▸ **ABOUT THIS TASK**:
From the entries below, copy exactly the lines from the one that contains "filename crates/maxlock-dsync/src/node.rs" through the one that contains "operation and must", both included, and only those.

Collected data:
★ ★ ★ ★

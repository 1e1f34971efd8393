pub mod error;
pub mod time;
pub mod types;

pub use error::{MaxlockError, NodeError, Result};
pub use types::{NodeId, RoundStats, quorum_size};
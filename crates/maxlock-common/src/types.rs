use std::{
    collections::{BTreeMap, BTreeSet},
    fmt,
    sync::Arc,
};

use serde::{Deserialize, Serialize};

use crate::error::NodeError;

#[derive(Debug, Clone, PartialEq, Eq, PartialOrd, Ord, Hash, Serialize, Deserialize)]
#[serde(transparent)]
pub struct NodeId(Arc<str>);

impl NodeId {
    pub fn new(id: impl AsRef<str>) -> Self {
        Self(Arc::from(id.as_ref()))
    }

    pub fn as_str(&self) -> &str {
        &self.0
    }
}

impl fmt::Display for NodeId {
    fn fmt(&self, f: &mut fmt::Formatter<'_>) -> fmt::Result {
        f.write_str(&self.0)
    }
}

impl From<&str> for NodeId {
    fn from(value: &str) -> Self {
        Self::new(value)
    }
}

/// Vote tally for one quorum round.
///
/// A node appears on at most one side and votes are never retracted.
#[derive(Debug, Clone, PartialEq, Eq, Serialize)]
pub struct RoundStats {
    pub membership_size: usize,
    pub quorum_size: usize,
    pub votes_for: BTreeSet<NodeId>,
    pub votes_against: BTreeMap<NodeId, NodeError>,
}

impl RoundStats {
    pub fn new(membership_size: usize) -> Self {
        Self {
            membership_size,
            quorum_size: quorum_size(membership_size),
            votes_for: BTreeSet::new(),
            votes_against: BTreeMap::new(),
        }
    }

    pub fn record_for(&mut self, node: NodeId) -> bool {
        if self.votes_against.contains_key(&node) {
            return false;
        }
        self.votes_for.insert(node)
    }

    pub fn record_against(&mut self, node: NodeId, error: NodeError) -> bool {
        if self.votes_for.contains(&node) || self.votes_against.contains_key(&node) {
            return false;
        }
        self.votes_against.insert(node, error);
        true
    }

    pub fn votes_cast(&self) -> usize {
        self.votes_for.len() + self.votes_against.len()
    }

    pub fn is_complete(&self) -> bool {
        self.votes_cast() >= self.membership_size
    }

    pub fn has_quorum_for(&self) -> bool {
        self.votes_for.len() >= self.quorum_size
    }

    pub fn has_quorum_against(&self) -> bool {
        self.votes_against.len() >= self.quorum_size
    }
}

pub fn quorum_size(membership_size: usize) -> usize {
    membership_size / 2 + 1
}
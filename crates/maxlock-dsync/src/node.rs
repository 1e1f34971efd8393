use std::sync::Arc;

use async_trait::async_trait;
use maxlock_common::{NodeError, NodeId};

/// One independent key-value endpoint taking part in the lock protocol.
///
/// Implementations are shared across every in-flight operation and must
/// accept concurrent calls.
#[async_trait]
pub trait Node: Send + Sync {
    fn id(&self) -> &NodeId;

    /// Evaluates a cached script by its content hash. A cache miss must be
    /// reported as [`NodeError::NoScript`].
    async fn eval_sha(
        &self,
        sha: &str,
        keys: &[String],
        args: &[String],
    ) -> Result<i64, NodeError>;

    /// Evaluates a script by sending its full body.
    async fn eval(
        &self,
        body: &str,
        keys: &[String],
        args: &[String],
    ) -> Result<i64, NodeError>;

    /// Tears the connection down. Calls still in flight fail with
    /// [`NodeError::Closed`].
    async fn close(&self) -> Result<(), NodeError>;
}

pub type SharedNode = Arc<dyn Node>;
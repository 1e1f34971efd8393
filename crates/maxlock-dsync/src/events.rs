use std::sync::{
    Arc,
    atomic::{AtomicU64, Ordering},
};

use chrono::{DateTime, Utc};
use maxlock_common::{NodeError, NodeId, time};
use serde::Serialize;
use tokio::sync::mpsc;
use tracing::{debug, warn};

use crate::scripts::ScriptKind;

pub const DEFAULT_EVENT_CAPACITY: usize = 1_024;

/// A node-level failure observed while running a lock operation.
#[derive(Debug, Clone, PartialEq, Eq, Serialize)]
pub struct LockEvent {
    pub node: NodeId,
    pub operation: ScriptKind,
    pub error: NodeError,
    pub at: DateTime<Utc>,
}

impl LockEvent {
    pub fn new(node: NodeId, operation: ScriptKind, error: NodeError) -> Self {
        Self {
            node,
            operation,
            error,
            at: time::now(),
        }
    }
}

/// Receives node failures. Publishing never blocks and never fails the
/// operation that produced the event.
pub trait EventSink: Send + Sync {
    fn publish(&self, event: LockEvent);
}

#[derive(Debug, Clone, Copy, Default)]
pub struct NoopSink;

impl EventSink for NoopSink {
    fn publish(&self, _event: LockEvent) {}
}

#[derive(Debug, Clone, Copy, Default)]
pub struct TracingSink;

impl EventSink for TracingSink {
    fn publish(&self, event: LockEvent) {
        if event.error.is_resource_locked() {
            debug!(
                node = %event.node,
                operation = %event.operation,
                error = %event.error,
                "node voted against"
            );
            return;
        }
        warn!(
            node = %event.node,
            operation = %event.operation,
            error = %event.error,
            "node failure"
        );
    }
}

/// Bounded channel sink. Events that do not fit, or that arrive after the
/// stream was dropped, are counted and discarded.
#[derive(Debug, Clone)]
pub struct ChannelSink {
    sender: mpsc::Sender<LockEvent>,
    dropped: Arc<AtomicU64>,
}

#[derive(Debug)]
pub struct EventStream {
    receiver: mpsc::Receiver<LockEvent>,
}

impl ChannelSink {
    pub fn new(capacity: usize) -> (Self, EventStream) {
        let bounded_capacity = if capacity == 0 {
            DEFAULT_EVENT_CAPACITY
        } else {
            capacity
        };
        let (sender, receiver) = mpsc::channel(bounded_capacity);
        (
            Self {
                sender,
                dropped: Arc::new(AtomicU64::new(0)),
            },
            EventStream { receiver },
        )
    }

    pub fn dropped(&self) -> u64 {
        self.dropped.load(Ordering::Relaxed)
    }
}

impl EventSink for ChannelSink {
    fn publish(&self, event: LockEvent) {
        if self.sender.try_send(event).is_err() {
            self.dropped.fetch_add(1, Ordering::Relaxed);
        }
    }
}

impl EventStream {
    pub async fn recv(&mut self) -> Option<LockEvent> {
        self.receiver.recv().await
    }

    pub fn try_recv(&mut self) -> Option<LockEvent> {
        self.receiver.try_recv().ok()
    }

    /// Drains everything currently buffered.
    pub fn drain(&mut self) -> Vec<LockEvent> {
        let mut events = Vec::new();
        while let Some(event) = self.try_recv() {
            events.push(event);
        }
        events
    }
}

pub fn default_sink() -> Arc<dyn EventSink> {
    Arc::new(NoopSink)
}
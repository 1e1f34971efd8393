use std::sync::{Arc, OnceLock};

use ring::digest::{SHA1_FOR_LEGACY_USE_ONLY, digest};
use serde::Serialize;

const ACQUIRE_SCRIPT: &str = r#"
for _, key in ipairs(KEYS) do
  if redis.call("exists", key) == 1 then
    return 0
  end
end

for _, key in ipairs(KEYS) do
  redis.call("set", key, ARGV[1], "PX", ARGV[2])
end

return #KEYS
"#;

const EXTEND_SCRIPT: &str = r#"
for _, key in ipairs(KEYS) do
  if redis.call("get", key) ~= ARGV[1] then
    return 0
  end
end

for _, key in ipairs(KEYS) do
  redis.call("set", key, ARGV[1], "PX", ARGV[2])
end

return #KEYS
"#;

const RELEASE_SCRIPT: &str = r#"
local count = 0
for _, key in ipairs(KEYS) do
  if redis.call("get", key) == ARGV[1] then
    count = count + redis.call("del", key)
  end
end

return count
"#;

#[derive(Debug, Clone, Copy, PartialEq, Eq, Hash, Serialize)]
#[serde(rename_all = "snake_case")]
pub enum ScriptKind {
    Acquire,
    Extend,
    Release,
}

impl ScriptKind {
    pub fn as_str(&self) -> &'static str {
        match self {
            Self::Acquire => "acquire",
            Self::Extend => "extend",
            Self::Release => "release",
        }
    }

    /// Whether a node reporting `affected` keys out of `expected` counts as a
    /// vote in favour.
    ///
    /// Release skips keys held under another token, so any count leaves the
    /// node without our token and is accepted.
    pub fn accepts(&self, affected: i64, expected: usize) -> bool {
        match self {
            Self::Acquire | Self::Extend => {
                usize::try_from(affected).is_ok_and(|affected| affected == expected)
            }
            Self::Release => affected >= 0,
        }
    }
}

impl std::fmt::Display for ScriptKind {
    fn fmt(&self, f: &mut std::fmt::Formatter<'_>) -> std::fmt::Result {
        f.write_str(self.as_str())
    }
}

#[derive(Debug, Clone)]
pub struct Script {
    pub kind: ScriptKind,
    pub body: &'static str,
    pub sha: String,
}

impl Script {
    fn new(kind: ScriptKind, body: &'static str) -> Self {
        Self {
            kind,
            body,
            sha: sha1_hex(body),
        }
    }
}

#[derive(Debug, Clone)]
pub struct ScriptSet {
    pub acquire: Script,
    pub extend: Script,
    pub release: Script,
}

static STANDARD_SCRIPTS: OnceLock<Arc<ScriptSet>> = OnceLock::new();

impl ScriptSet {
    pub fn new() -> Self {
        Self {
            acquire: Script::new(ScriptKind::Acquire, ACQUIRE_SCRIPT),
            extend: Script::new(ScriptKind::Extend, EXTEND_SCRIPT),
            release: Script::new(ScriptKind::Release, RELEASE_SCRIPT),
        }
    }

    /// Process-wide script set, hashed on first use.
    pub fn standard() -> Arc<ScriptSet> {
        Arc::clone(STANDARD_SCRIPTS.get_or_init(|| Arc::new(ScriptSet::new())))
    }

    pub fn get(&self, kind: ScriptKind) -> &Script {
        match kind {
            ScriptKind::Acquire => &self.acquire,
            ScriptKind::Extend => &self.extend,
            ScriptKind::Release => &self.release,
        }
    }

    pub fn iter(&self) -> impl Iterator<Item = &Script> {
        [&self.acquire, &self.extend, &self.release].into_iter()
    }

    pub fn lookup_sha(&self, sha: &str) -> Option<ScriptKind> {
        self.iter()
            .find(|script| script.sha.eq_ignore_ascii_case(sha))
            .map(|script| script.kind)
    }

    pub fn lookup_body(&self, body: &str) -> Option<ScriptKind> {
        self.iter()
            .find(|script| script.body == body)
            .map(|script| script.kind)
    }
}

impl Default for ScriptSet {
    fn default() -> Self {
        Self::new()
    }
}

pub fn sha1_hex(body: &str) -> String {
    hex::encode(digest(&SHA1_FOR_LEGACY_USE_ONLY, body.as_bytes()).as_ref())
}
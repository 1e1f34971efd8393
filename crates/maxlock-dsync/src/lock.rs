use std::time::Duration;

use chrono::{DateTime, Utc};
use maxlock_common::{RoundStats, error::Result, time};
use serde::Serialize;

use crate::{round::PendingRound, token::LockToken};

/// A held lock, owned by the caller that acquired it.
///
/// The lock must be treated as lost once [`Lock::expiration`] has passed,
/// whatever the nodes still hold. Release and a successful extend pin the
/// expiration to the epoch.
#[derive(Debug, Serialize)]
pub struct Lock {
    resources: Vec<String>,
    token: LockToken,
    expiration: DateTime<Utc>,
    attempts: Vec<RoundStats>,
    #[serde(skip)]
    pending: Vec<PendingRound>,
}

impl Lock {
    pub(crate) fn new(
        resources: Vec<String>,
        token: LockToken,
        expiration: DateTime<Utc>,
        attempts: Vec<RoundStats>,
        pending: Vec<PendingRound>,
    ) -> Self {
        Self {
            resources,
            token,
            expiration,
            attempts,
            pending,
        }
    }

    pub fn resources(&self) -> &[String] {
        &self.resources
    }

    pub fn token(&self) -> &LockToken {
        &self.token
    }

    pub fn expiration(&self) -> DateTime<Utc> {
        self.expiration
    }

    pub fn expiration_millis(&self) -> i64 {
        self.expiration.timestamp_millis()
    }

    pub fn is_expired(&self) -> bool {
        self.expiration <= time::now()
    }

    pub fn remaining(&self) -> Duration {
        (self.expiration - time::now())
            .to_std()
            .unwrap_or(Duration::ZERO)
    }

    /// Tallies captured when each round of the operation reached its decision.
    pub fn attempts(&self) -> &[RoundStats] {
        &self.attempts
    }

    /// Waits for the votes still outstanding from the rounds that produced
    /// this lock and returns their complete tallies.
    pub async fn settle(&mut self) -> Vec<Result<RoundStats>> {
        let mut settled = Vec::with_capacity(self.pending.len());
        for pending in self.pending.drain(..) {
            settled.push(pending.settled().await);
        }
        settled
    }

    pub(crate) fn invalidate(&mut self) {
        self.expiration = time::epoch();
    }
}
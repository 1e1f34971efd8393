use std::fmt;

use maxlock_common::error::{MaxlockError, Result};
use ring::rand::{SecureRandom, SystemRandom};
use serde::Serialize;

const TOKEN_BYTES: usize = 20;

/// Random value gating extend and release to the holder of a lock.
#[derive(Debug, Clone, PartialEq, Eq, Hash, Serialize)]
#[serde(transparent)]
pub struct LockToken(String);

impl LockToken {
    pub fn generate() -> Result<Self> {
        let mut bytes = [0_u8; TOKEN_BYTES];
        SystemRandom::new()
            .fill(&mut bytes)
            .map_err(|_| MaxlockError::InternalError("system random source failed".to_string()))?;
        Ok(Self(hex::encode(bytes)))
    }

    pub fn as_str(&self) -> &str {
        &self.0
    }
}

impl fmt::Display for LockToken {
    fn fmt(&self, f: &mut fmt::Formatter<'_>) -> fmt::Result {
        f.write_str(&self.0)
    }
}
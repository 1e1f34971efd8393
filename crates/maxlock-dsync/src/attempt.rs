use std::time::Duration;

use maxlock_common::NodeError;
use tokio::time;
use tracing::debug;

use crate::{
    events::{EventSink, LockEvent},
    node::Node,
    scripts::Script,
};

#[derive(Debug, Clone, PartialEq, Eq)]
pub enum Vote {
    For,
    Against(NodeError),
}

/// Runs one script against one node and turns the result into a vote.
///
/// The hash is tried first; a cache miss is retried once with the full body.
/// Every other failure, including the timeout covering both calls, becomes an
/// "against" vote that is published to `sink` before returning.
pub async fn attempt(
    node: &dyn Node,
    script: &Script,
    keys: &[String],
    args: &[String],
    timeout: Duration,
    sink: &dyn EventSink,
) -> Vote {
    let outcome = match time::timeout(timeout, evaluate(node, script, keys, args)).await {
        Ok(outcome) => outcome,
        Err(_) => Err(NodeError::Timeout {
            timeout_ms: u64::try_from(timeout.as_millis()).unwrap_or(u64::MAX),
        }),
    };

    let vote = classify(script, keys.len(), outcome);
    if let Vote::Against(error) = &vote {
        debug!(node = %node.id(), operation = %script.kind, error = %error, "node voted against");
        sink.publish(LockEvent::new(node.id().clone(), script.kind, error.clone()));
    }
    vote
}

async fn evaluate(
    node: &dyn Node,
    script: &Script,
    keys: &[String],
    args: &[String],
) -> Result<i64, NodeError> {
    match node.eval_sha(&script.sha, keys, args).await {
        Err(NodeError::NoScript) => {
            debug!(node = %node.id(), operation = %script.kind, "script not cached; sending body");
            node.eval(script.body, keys, args).await
        }
        outcome => outcome,
    }
}

fn classify(script: &Script, expected: usize, outcome: Result<i64, NodeError>) -> Vote {
    match outcome {
        Ok(affected) if script.kind.accepts(affected, expected) => Vote::For,
        Ok(affected) if affected < 0 => Vote::Against(NodeError::Protocol(format!(
            "negative key count {affected}"
        ))),
        Ok(affected) => Vote::Against(NodeError::ResourceLocked { affected, expected }),
        Err(error) => Vote::Against(error),
    }
}
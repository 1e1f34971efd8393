//! RESP transport for lock nodes.

pub mod codec;
pub mod endpoint;
pub mod errors;
pub mod node;

pub use endpoint::{Endpoint, parse_list};
pub use errors::RespError;
pub use node::RespNode;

★ ★ ★ ★

▸ **TASK RESULT**:
filename crates/maxlock-dsync/src/node.rs
repository 1e1f34971efd8393
use std::sync::Arc;

use async_trait::async_trait;
use maxlock_common::{NodeError, NodeId};

/// One independent key-value endpoint taking part in the lock protocol.
///
/// Implementations are shared across every in-flight operation and must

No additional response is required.